Oral enteric aspirin 300mg/day from 3 days before surgery, which can be taken for a long time after surgery if the patient is not unwell.
From 2 hours before surgery, nimodipine 0.5-2mg was pumped intravenously to control blood pressure at 110-120/70-80mmHg.
Intraoperative analgesic and sedative anesthetic monitoring was used. For basilar artery angioplasty, tracheal intubation and general anesthesia should be performed.
Intraoperative TCD and EEG monitoring is used.
Intraoperative ACT monitoring is used to guide heparin administration.
Immediate postoperative neurological evaluation is performed.
Immediate postoperative CT scan is performed to exclude complications of cerebral hemorrhage and subarachnoid hemorrhage.
After sheath removal, the patient was laid flat for 24 hours, local conditions were noted, and blood pressure, pulse, urine output, dorsalis pedis artery, state of consciousness, and neurological function were monitored.
For those without bleeding complications, rapid coagulation avoidance 0.4-0.6 ml was injected subcutaneously q12h×3 days.
Routine use of broad-spectrum antimicrobial agents for 3 days postoperatively.
Vertebral artery endoprosthesis.
① Indications.
A Patients with symptomatic (TIA or non-disabling ischemic stroke of the vertebrobasilar system) with ≥70% diameter stenosis of the vertebral artery combined with occlusion of the contralateral vertebral artery.

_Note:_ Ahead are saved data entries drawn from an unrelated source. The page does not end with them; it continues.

use crate::types::Scalar;
use std::collections::HashMap;

/// Hash value — unique field names mapping to scalar values.
#[derive(Debug, Clone, Default, PartialEq)]
pub struct HashValue {
    data: HashMap<String, Scalar>,
}

impl HashValue {
    pub fn new() -> Self {
        HashValue {
            data: HashMap::new(),
        }
    }

    pub fn len(&self) -> usize {
        self.data.len()
    }

    pub fn is_empty(&self) -> bool {
        self.data.is_empty()
    }

    pub fn get(&self, field: &str) -> Option<&Scalar> {
        self.data.get(field)
    }

    /// Set a field. Returns true if the field is new.
    pub fn set(&mut self, field: String, value: Scalar) -> bool {
        self.data.insert(field, value).is_none()
    }

    /// Set a field only if absent. Returns true if the field was set.
    pub fn set_if_absent(&mut self, field: String, value: Scalar) -> bool {
        use std::collections::hash_map::Entry;
        match self.data.entry(field) {
            Entry::Occupied(_) => false,
            Entry::Vacant(e) => {
                e.insert(value);
                true
            }
        }
    }

    pub fn remove(&mut self, field: &str) -> bool {
        self.data.remove(field).is_some()
    }

    pub fn contains(&self, field: &str) -> bool {
        self.data.contains_key(field)
    }

    pub fn fields(&self) -> Vec<&String> {
        self.data.keys().collect()
    }

    pub fn values(&self) -> Vec<&Scalar> {
        self.data.values().collect()
    }

    pub fn iter(&self) -> impl Iterator<Item = (&String, &Scalar)> {
        self.data.iter()
    }

    /// Increment a field by an integer delta. Absent fields count as zero;
    /// a non-integer value is an error.
    pub fn incr_by(&mut self, field: &str, delta: i64) -> Result<i64, &'static str> {
        let current = match self.data.get(field) {
            Some(v) => v.as_i64().ok_or("hash value is not an integer")?,
            None => 0,
        };
        let new_val = current
            .checked_add(delta)
            .ok_or("increment or decrement would overflow")?;
        self.data.insert(field.to_string(), Scalar::Int(new_val));
        Ok(new_val)
    }

    /// Increment a field by a float delta. Absent fields count as zero;
    /// a non-numeric value is an error.
    pub fn incr_by_float(&mut self, field: &str, delta: f64) -> Result<f64, &'static str> {
        let current = match self.data.get(field) {
            Some(v) => v.as_f64().ok_or("hash value is not a float")?,
            None => 0.0,
        };
        let new_val = current + delta;
        if new_val.is_nan() || new_val.is_infinite() {
            return Err("increment would produce NaN or Infinity");
        }
        self.data.insert(field.to_string(), Scalar::Float(new_val));
        Ok(new_val)
    }

    /// Sample `count` field names. Positive count returns distinct fields
    /// (all of them when count >= cardinality); negative count permits
    /// repeats and returns exactly |count| fields.
    pub fn random_fields(&self, count: i64) -> Vec<&String> {
        use rand::seq::IteratorRandom;
        let mut rng = rand::thread_rng();

        if count >= 0 {
            let count = (count as usize).min(self.data.len());
            self.data.keys().choose_multiple(&mut rng, count)
        } else {
            let fields: Vec<&String> = self.data.keys().collect();
            if fields.is_empty() {
                return vec![];
            }
            let count = count.unsigned_abs() as usize;
            (0..count)
                .map(|_| {
                    use rand::Rng;
                    fields[rng.gen_range(0..fields.len())]
                })
                .collect()
        }
    }
}

#[cfg(test)]
mod tests {
    use super::*;

    #[test]
    fn test_set_get() {
        let mut h = HashValue::new();
        assert!(h.set("f1".to_string(), Scalar::Str(b"v1".to_vec())));
        assert!(!h.set("f1".to_string(), Scalar::Str(b"v2".to_vec())));
        assert_eq!(h.get("f1"), Some(&Scalar::Str(b"v2".to_vec())));
    }

    #[test]
    fn test_set_if_absent() {
        let mut h = HashValue::new();
        assert!(h.set_if_absent("f".to_string(), Scalar::Int(1)));
        assert!(!h.set_if_absent("f".to_string(), Scalar::Int(2)));
        assert_eq!(h.get("f"), Some(&Scalar::Int(1)));
    }

    #[test]
    fn test_incr_by() {
        let mut h = HashValue::new();
        assert_eq!(h.incr_by("n", 5), Ok(5));
        assert_eq!(h.incr_by("n", -2), Ok(3));
        h.set("s".to_string(), Scalar::Str(b"abc".to_vec()));
        assert!(h.incr_by("s", 1).is_err());
    }

    #[test]
    fn test_incr_by_float_preserves_sum() {
        use rand::Rng;
        let mut rng = rand::thread_rng();
        let mut h = HashValue::new();
        let mut expected = 0.0f64;
        for _ in 0..100 {
            let delta: f64 = rng.gen_range(-10.0..10.0);
            expected += delta;
            let got = h.incr_by_float("acc", delta).unwrap();
            assert!((got - expected).abs() < 1e-6);
        }
    }

    #[test]
    fn test_random_fields() {
        let mut h = HashValue::new();
        for i in 0..5 {
            h.set(format!("f{i}"), Scalar::Int(i));
        }
        assert_eq!(h.random_fields(3).len(), 3);
        assert_eq!(h.random_fields(10).len(), 5);
        assert_eq!(h.random_fields(-10).len(), 10);
        let distinct = h.random_fields(5);
        let mut sorted: Vec<_> = distinct.iter().map(|s| s.as_str()).collect();
        sorted.sort_unstable();
        sorted.dedup();
        assert_eq!(sorted.len(), 5);
    }
}
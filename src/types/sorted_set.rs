//! Sorted set — records of (member, score) ordered by score ascending with
//! lexicographic tie-break on the member bytes.
//!
//! The ordering structure is a skip list with per-link spans, giving
//! O(log n) insert/update/remove and O(log n) rank queries; a side
//! HashMap provides O(1) member → score lookup. Scores are IEEE-754
//! doubles; ±inf is legal, NaN is rejected at the command boundary and
//! never stored.

use crate::error::{StoreError, StoreResult};
use std::cmp::Ordering;
use std::collections::HashMap;

const MAX_LEVEL: usize = 32;
/// Probability of promoting a node one level up.
const LEVEL_P: f64 = 0.25;
const NIL: usize = usize::MAX;

/// Ordering used everywhere: score ascending, member bytes as tie-break.
/// NaN never reaches this function.
fn entry_cmp(a_score: f64, a_member: &[u8], b_score: f64, b_member: &[u8]) -> Ordering {
    match a_score.partial_cmp(&b_score) {
        Some(Ordering::Equal) | None => a_member.cmp(b_member),
        Some(ord) => ord,
    }
}

#[derive(Debug, Clone, Copy)]
struct Link {
    next: usize,
    /// Number of level-0 steps this link covers.
    span: usize,
}

#[derive(Debug, Clone)]
struct Node {
    member: Vec<u8>,
    score: f64,
    links: Vec<Link>,
}

/// Arena-backed skip list. Index 0 is the head sentinel.
#[derive(Debug, Clone)]
struct SkipList {
    nodes: Vec<Node>,
    free: Vec<usize>,
    level: usize,
    len: usize,
}

impl SkipList {
    fn new() -> Self {
        SkipList {
            nodes: vec![Node {
                member: Vec::new(),
                score: 0.0,
                links: vec![Link { next: NIL, span: 0 }; MAX_LEVEL],
            }],
            free: Vec::new(),
            level: 1,
            len: 0,
        }
    }

    fn random_level(&self) -> usize {
        use rand::Rng;
        let mut rng = rand::thread_rng();
        let mut level = 1;
        while level < MAX_LEVEL && rng.gen::<f64>() < LEVEL_P {
            level += 1;
        }
        level
    }

    fn alloc(&mut self, member: Vec<u8>, score: f64, height: usize) -> usize {
        let node = Node {
            member,
            score,
            links: vec![Link { next: NIL, span: 0 }; height],
        };
        match self.free.pop() {
            Some(idx) => {
                self.nodes[idx] = node;
                idx
            }
            None => {
                self.nodes.push(node);
                self.nodes.len() - 1
            }
        }
    }

    /// Insert a member that is known not to be present.
    fn insert(&mut self, member: Vec<u8>, score: f64) {
        let mut update = [0usize; MAX_LEVEL];
        let mut rank = [0usize; MAX_LEVEL];

        let mut x = 0;
        for i in (0..self.level).rev() {
            rank[i] = if i == self.level - 1 { 0 } else { rank[i + 1] };
            loop {
                let link = self.nodes[x].links[i];
                if link.next == NIL {
                    break;
                }
                let n = &self.nodes[link.next];
                if entry_cmp(n.score, &n.member, score, &member) == Ordering::Less {
                    rank[i] += link.span;
                    x = link.next;
                } else {
                    break;
                }
            }
            update[i] = x;
        }

        let height = self.random_level();
        if height > self.level {
            for i in self.level..height {
                rank[i] = 0;
                update[i] = 0;
                self.nodes[0].links[i] = Link {
                    next: NIL,
                    span: self.len,
                };
            }
            self.level = height;
        }

        let idx = self.alloc(member, score, height);
        for i in 0..height {
            let up_link = self.nodes[update[i]].links[i];
            self.nodes[idx].links[i] = Link {
                next: up_link.next,
                span: up_link.span - (rank[0] - rank[i]),
            };
            self.nodes[update[i]].links[i] = Link {
                next: idx,
                span: rank[0] - rank[i] + 1,
            };
        }
        for i in height..self.level {
            self.nodes[update[i]].links[i].span += 1;
        }
        self.len += 1;
    }

    fn remove(&mut self, member: &[u8], score: f64) -> bool {
        let mut update = [0usize; MAX_LEVEL];

        let mut x = 0;
        for i in (0..self.level).rev() {
            loop {
                let link = self.nodes[x].links[i];
                if link.next == NIL {
                    break;
                }
                let n = &self.nodes[link.next];
                if entry_cmp(n.score, &n.member, score, member) == Ordering::Less {
                    x = link.next;
                } else {
                    break;
                }
            }
            update[i] = x;
        }

        let target = self.nodes[x].links[0].next;
        if target == NIL {
            return false;
        }
        {
            let t = &self.nodes[target];
            if t.score != score || t.member != member {
                return false;
            }
        }

        for i in 0..self.level {
            if self.nodes[update[i]].links[i].next == target {
                let t_link = self.nodes[target].links[i];
                let up = &mut self.nodes[update[i]].links[i];
                up.span += t_link.span - 1;
                up.next = t_link.next;
            } else {
                self.nodes[update[i]].links[i].span -= 1;
            }
        }

        while self.level > 1 && self.nodes[0].links[self.level - 1].next == NIL {
            self.level -= 1;
        }
        self.len -= 1;
        self.nodes[target].member = Vec::new();
        self.nodes[target].links = Vec::new();
        self.free.push(target);
        true
    }

    /// 0-based rank of a member known to hold `score`.
    fn rank(&self, member: &[u8], score: f64) -> Option<usize> {
        let mut x = 0;
        let mut traversed = 0usize;
        for i in (0..self.level).rev() {
            loop {
                let link = self.nodes[x].links[i];
                if link.next == NIL {
                    break;
                }
                let n = &self.nodes[link.next];
                match entry_cmp(n.score, &n.member, score, member) {
                    Ordering::Less => {
                        traversed += link.span;
                        x = link.next;
                    }
                    Ordering::Equal => return Some(traversed + link.span - 1),
                    Ordering::Greater => break,
                }
            }
        }
        None
    }

    /// Node index at 0-based rank `r`, or NIL.
    fn node_at_rank(&self, r: usize) -> usize {
        if r >= self.len {
            return NIL;
        }
        let target = r + 1;
        let mut x = 0;
        let mut traversed = 0usize;
        for i in (0..self.level).rev() {
            loop {
                let link = self.nodes[x].links[i];
                if link.next != NIL && traversed + link.span <= target {
                    traversed += link.span;
                    x = link.next;
                } else {
                    break;
                }
            }
            if traversed == target {
                return x;
            }
        }
        NIL
    }

    fn first(&self) -> usize {
        self.nodes[0].links[0].next
    }

    fn last(&self) -> usize {
        let mut x = 0;
        for i in (0..self.level).rev() {
            loop {
                let next = self.nodes[x].links[i].next;
                if next == NIL {
                    break;
                }
                x = next;
            }
        }
        if x == 0 {
            NIL
        } else {
            x
        }
    }
}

B Symptomatic dominant vertebral artery stenosis.
C Symptomatic bilateral vertebral artery stenosis.
D Symptomatic nondominant vertebral artery stenosis, where the vertebral artery on that side continues directly with the posterior inferior cerebellar artery (PICA) and the patient’s symptoms are related to inadequate blood supply to the ipsilateral PICA region.
E Asymptomatic vertebral artery stenosis, but the angioplasty helps to improve the blood supply to the collateral branch (e.g., the patient has a concomitant carotid occlusion).
② Contraindications.
A Combined intracranial tumor or AVM.
B Severe disability due to stroke or dementia.
C Previous stroke within 6 weeks.
D No suitable vascular access.
E Patient or patient’s family does not consent.
Endocranial stenting of the subclavian artery.
① Indications.
Symptomatic stenosis or occlusion with diameter stenosis ≥ 70%, causing subclavian artery steal syndrome or ischemia of the affected upper limb.
② Contraindications.
Chronic occlusion with a flat head at the occluded end; severe angular lesions; no suitable vascular access; patient or patient’s family does not consent.
Deciding between carotid endarterectomy or angioplasty
Intracranial-extracranial vascular bypass
Intracranial-extracranial vascular bypass to create a bypass is not recommended for patients with TIA (Class A recommendation). A subgroup of patients with anterior circulation ischemia that does not respond to medications and is associated with hemodynamic disturbances may be indicated for vascular bypass. Patients with Moyamoya disease may benefit from intracranial-extracranial bypass (Class C recommendation).